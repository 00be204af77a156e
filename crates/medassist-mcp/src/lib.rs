//! Blocking MCP (Model Context Protocol) client for MedAssist.
//!
//! MCP servers run as child processes and speak JSON-RPC 2.0 over stdio. This
//! crate drives that protocol asynchronously on a private worker thread and
//! exposes a synchronous handle to the rest of the application.
//!
//! # Architecture
//!
//! ```text
//! ┌─────────────────────────────────────────────────────────────┐
//! │  SyncMcpClient / McpToolInvoker                             │
//! │  - Blocking open / list_tools / invoke / close              │
//! │  - Commands sent to a dedicated worker thread               │
//! └─────────────────────────────────────────────────────────────┘
//!                           │
//!                           ▼
//! ┌─────────────────────────────────────────────────────────────┐
//! │  McpSession (current-thread tokio runtime)                  │
//! │  - initialize handshake, tools/list, tools/call             │
//! └─────────────────────────────────────────────────────────────┘
//!                           │
//!                           ▼
//! ┌─────────────────────────────────────────────────────────────┐
//! │  McpTransport                                               │
//! │  - Newline-delimited or Content-Length framed JSON          │
//! │  - Child process with kill_on_drop                          │
//! └─────────────────────────────────────────────────────────────┘
//! ```
//!
//! # Usage
//!
//! ```rust,ignore
//! use medassist_mcp::{ServerParameters, SyncMcpClient};
//!
//! let params = ServerParameters::new("eka", "uvx")
//!     .with_arg("eka_mcp_server")
//!     .with_arg("--eka-api-host")
//!     .with_arg("https://api.eka.care");
//!
//! let mut client = SyncMcpClient::connect(params)?;
//! for tool in client.list_tools()? {
//!     println!("{}: {:?}", tool.name, tool.description);
//! }
//!
//! let lookup = client.invoker("lookup_price")?;
//! let mut args = serde_json::Map::new();
//! args.insert("drug".into(), "Paracetamol".into());
//! println!("{}", lookup.invoke(&args)?);
//!
//! client.close()?;
//! ```
//!
//! The protocol flow is:
//! 1. Client sends `initialize` with capabilities
//! 2. Server responds with its capabilities
//! 3. Client sends `notifications/initialized`
//! 4. Client can now call `tools/list` and `tools/call`

pub mod adapter;
pub mod error;
pub mod protocol;
pub mod session;
pub mod transport;

// Re-export main types
pub use adapter::{McpToolInvoker, SyncMcpClient, with_client};
pub use error::{McpError, Result};
pub use protocol::{
    CallToolParams, CallToolResult, InitializeParams, InitializeResult, JsonRpcError,
    JsonRpcNotification, JsonRpcRequest, JsonRpcResponse, ListToolsResult, ServerCapabilities,
    ServerInfo, ToolContent, ToolInfo, ToolsCapability,
};
pub use session::{McpSession, ServerParameters};
pub use transport::{Framing, McpTransport};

──────────────────────────────

[What to work on]
When a line among the entries above contains "McpTransport", copy it.

[Answer to this task]
//! │  McpTransport                                               │
pub use transport::{Framing, McpTransport};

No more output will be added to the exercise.